What You'll Learn in this Course:
Learn how to leverage leading tools and approaches to digital marketing data analysis. Dive into Search Engine Marketing and Website analytics, online testing, machine learning, and AI/Big Data applications to strengthen your digital marketing efforts and leverage your resources most effectively.
Course Objectives:
This course will cover the fundamentals of digital marketing.
By the end of this course, you will be able to:
1- Analyze and assess the performance of paid search campaigns, diagnose potential problems, and recommend adjustments to the digital marketing campaign.

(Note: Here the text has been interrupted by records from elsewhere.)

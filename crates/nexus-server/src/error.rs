use axum::http::StatusCode;
use axum::response::{IntoResponse, Json, Response};
use nexus_core::NexusError;
use serde_json::json;
use tracing::{debug, warn};

/// A broker error on its way out as an HTTP response. The status comes from
/// [`NexusError::status_hint`]; the body is `{"error", "status"}`.
#[derive(Debug)]
pub struct ApiError(pub NexusError);

pub type ApiResult<T> = Result<T, ApiError>;

impl From<NexusError> for ApiError {
    fn from(e: NexusError) -> Self {
        Self(e)
    }
}

impl IntoResponse for ApiError {
    fn into_response(self) -> Response {
        let status = StatusCode::from_u16(self.0.status_hint())
            .unwrap_or(StatusCode::INTERNAL_SERVER_ERROR);
        if status.is_server_error() {
            warn!(error = %self.0, status = status.as_u16(), "request failed");
        } else {
            debug!(error = %self.0, status = status.as_u16(), "request rejected");
        }
        let body = json!({
            "error": self.0.to_string(),
            "status": status.as_u16(),
        });
        (status, Json(body)).into_response()
    }
}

2- Describe the importance of Search Engine Optimization and Recommendation Systems in digital environments.
3- Evaluate campaign analytics and use online testing to determine how design affects the performance of a digital marketing campaign.
4- Describe the Paradigm shift in machine learning methods.
5- Identify the process of evaluating the performance of machine learning algorithms.
6- Describe the expanding application of big data as they apply to neural networks.